Reporting of health care delivered versus best-practice guidelines has been promoted for some time as a way to improve overall quality and potentially lower costs. This approach has led to introduction of pay-for-performance programs as well, which either incent or punish providers who don’t meet the guidelines most of the time. There are a number of issues with this approach, one of which is that there is little firm research evidence to support its ability to create care improvement. A recent study reported in the Journal of the American Medical Association does little to assuage concerns about widespread adoption of such programs before we understand if they work and what makes them most effective. (JAMA Article)
The researchers examined use of report cards for cardiac care in Ontario, Canada. About 80 hospitals participated. One group of hospitals received early feedback on their performance on the measures and another group of hospitals did not get feedback until later. The early feedback group’s performance was also discussed in public press releases and through other media channels. The primary analysis looked at whether performance in the early feedback hospitals improved vis a vis the delayed feedback group.

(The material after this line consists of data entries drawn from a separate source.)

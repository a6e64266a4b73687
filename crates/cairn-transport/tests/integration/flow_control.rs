//! Flow control and peer-reset scenarios.

use std::sync::atomic::{AtomicUsize, Ordering};
use std::sync::Arc;

use anyhow::Result;
use rand::Rng;

use cairn_core::Configuration;
use cairn_transport::{ConnectionHandler, Stream};

use crate::{drive_client_until, establish, init_tracing, new_client, start_server};

/// Consumes everything it receives and counts the bytes.
struct SinkHandler {
    total: Arc<AtomicUsize>,
}

impl ConnectionHandler for SinkHandler {
    fn stream_data(&mut self, stream: &mut Stream) {
        let pending = stream.input().len();
        if pending > 0 {
            stream.consume(pending).unwrap();
            self.total.fetch_add(pending, Ordering::SeqCst);
        }
    }
}

#[tokio::test]
async fn flow_control_blocks_at_the_window_then_extends() -> Result<()> {
    init_tracing();
    let configuration = Arc::new(Configuration::new());
    let window = configuration
        .transport_parameters()
        .initial_max_stream_data_bidi_remote;
    assert_eq!(window, 128 * 1024);

    let total = Arc::new(AtomicUsize::new(0));
    let sink_total = total.clone();
    let server = start_server(
        configuration.clone(),
        Box::new(move || {
            Box::new(SinkHandler {
                total: sink_total.clone(),
            })
        }),
    )
    .await?;

    let mut client = new_client(configuration, server.address, Box::new(()))?;
    establish(&mut client).await;

    let stream_id = client.connection_mut().open_bidirectional_stream()?;
    let mut payload = vec![0u8; 256 * 1024];
    rand::thread_rng().fill(&mut payload[..]);
    client
        .connection_mut()
        .stream_mut(stream_id)
        .unwrap()
        .append(payload)?;

    // One send pass with no incoming extensions: the engine consumes
    // exactly the advertised window and then reports the stream blocked.
    client.connection_mut().send_packets().await?;
    let written_after_block = client
        .connection()
        .stream(stream_id)
        .unwrap()
        .output()
        .written();
    assert_eq!(written_after_block, u64::from(window));

    // The peer's extensions release the rest, and everything gets
    // acknowledged.
    drive_client_until(&mut client, |connection| {
        connection
            .stream(stream_id)
            .map(|stream| stream.output().acknowledged() == 256 * 1024)
            .unwrap_or(false)
    })
    .await;

    assert_eq!(total.load(Ordering::SeqCst), 256 * 1024);
    assert_eq!(client.connection().last_error(), None);
    server.stop();
    Ok(())
}

/// Resets its write side with error code 7 as soon as data arrives.
struct ResetHandler;

impl ConnectionHandler for ResetHandler {
    fn stream_data(&mut self, stream: &mut Stream) {
        let pending = stream.input().len();
        if pending > 0 {
            stream.consume(pending).unwrap();
            stream.shutdown_write(7);
        }
    }
}

#[tokio::test]
async fn peer_reset_closes_the_output_buffer_with_its_code() -> Result<()> {
    init_tracing();
    let configuration = Arc::new(Configuration::new());
    let server = start_server(configuration.clone(), Box::new(|| Box::new(ResetHandler))).await?;

    let mut client = new_client(configuration, server.address, Box::new(()))?;
    establish(&mut client).await;

    let stream_id = client.connection_mut().open_bidirectional_stream()?;
    client
        .connection_mut()
        .stream_mut(stream_id)
        .unwrap()
        .append(&b"anything there?"[..])?;

    // Drive until the peer's reset lands on the stream.
    drive_client_until(&mut client, |connection| {
        connection
            .stream(stream_id)
            .map(|stream| stream.output().error_code() == Some(7))
            .unwrap_or(false)
    })
    .await;

    let stream = client.connection().stream(stream_id).unwrap();
    assert!(stream.output().is_closed());
    assert_eq!(stream.output().error_code(), Some(7));
    // The read side stays open, and no stream payload ever came back.
    assert!(!stream.input().is_closed());
    assert!(stream.input().is_empty());
    assert_eq!(client.connection().last_error(), None);
    server.stop();
    Ok(())
}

The researchers found that there was not significantly better improvement in the early feedback group, although there was somewhat better performance on a couple of individual measures. In other words, generally the hospitals that knew how they were doing on the measures did not get better at meeting the measures than those hospitals who didn’t know how they were doing on the measures. The early feedback hospitals did start more quality improvement programs than the delayed feedback group and there was a slight decrease in cardiac patient mortality rates in this early feedback group.

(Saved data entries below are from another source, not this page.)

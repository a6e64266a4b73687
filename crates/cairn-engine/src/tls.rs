//! TLS context and session handoff.
//!
//! The TLS handshake itself lives in the engine's crypto layer; the
//! orchestration core only carries a context into connection setup and
//! holds the resulting session handle for the connection's lifetime.

/// Client-side TLS configuration.
#[derive(Debug, Clone)]
pub struct ClientContext {
    server_name: String,
    alpn_protocols: Vec<Vec<u8>>,
}

impl ClientContext {
    pub fn new(server_name: impl Into<String>) -> Self {
        Self {
            server_name: server_name.into(),
            alpn_protocols: Vec::new(),
        }
    }

    pub fn with_alpn(mut self, protocols: Vec<Vec<u8>>) -> Self {
        self.alpn_protocols = protocols;
        self
    }

    pub fn server_name(&self) -> &str {
        &self.server_name
    }

    pub fn alpn_protocols(&self) -> &[Vec<u8>] {
        &self.alpn_protocols
    }
}

/// Server-side TLS configuration: certificate chain, key, ALPN list and
/// the session-ticket encryption key.
#[derive(Clone)]
pub struct ServerContext {
    certificate_chain: Vec<Vec<u8>>,
    private_key: Vec<u8>,
    alpn_protocols: Vec<Vec<u8>>,
    ticket_key: Option<[u8; 32]>,
}

impl ServerContext {
    pub fn new(certificate_chain: Vec<Vec<u8>>, private_key: Vec<u8>) -> Self {
        Self {
            certificate_chain,
            private_key,
            alpn_protocols: Vec::new(),
            ticket_key: None,
        }
    }

    pub fn with_alpn(mut self, protocols: Vec<Vec<u8>>) -> Self {
        self.alpn_protocols = protocols;
        self
    }

    pub fn with_ticket_key(mut self, key: [u8; 32]) -> Self {
        self.ticket_key = Some(key);
        self
    }

    pub fn certificate_chain(&self) -> &[Vec<u8>] {
        &self.certificate_chain
    }

    pub fn private_key(&self) -> &[u8] {
        &self.private_key
    }

    pub fn alpn_protocols(&self) -> &[Vec<u8>] {
        &self.alpn_protocols
    }

    pub fn ticket_key(&self) -> Option<&[u8; 32]> {
        self.ticket_key.as_ref()
    }
}

impl std::fmt::Debug for ServerContext {
    fn fmt(&self, f: &mut std::fmt::Formatter<'_>) -> std::fmt::Result {
        // Never print key material.
        f.debug_struct("ServerContext")
            .field("certificates", &self.certificate_chain.len())
            .field("alpn_protocols", &self.alpn_protocols.len())
            .field("has_ticket_key", &self.ticket_key.is_some())
            .finish()
    }
}

/// Engine-issued TLS session bound to one connection. Owned exclusively
/// by that connection.
pub trait TlsSession: Send {
    /// The ALPN protocol negotiated during the handshake, if any.
    fn alpn_protocol(&self) -> Option<&[u8]>;

    /// The SNI server name seen on this session, if any.
    fn server_name(&self) -> Option<&str>;

    /// The most recent TLS alert, if the handshake failed.
    fn alert(&self) -> Option<u8>;
}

Overall the researchers concluded that public release of performance measures did not appear to be a particularly effective quality improvement strategy. Further work is needed to help identify the best characteristics of programs to improve quality. We also want to ensure that hospitals and other providers aren’t putting effort into programs just because they are mandated, but are directing resources toward those initiatives that have the highest likelihood of improving health outcomes.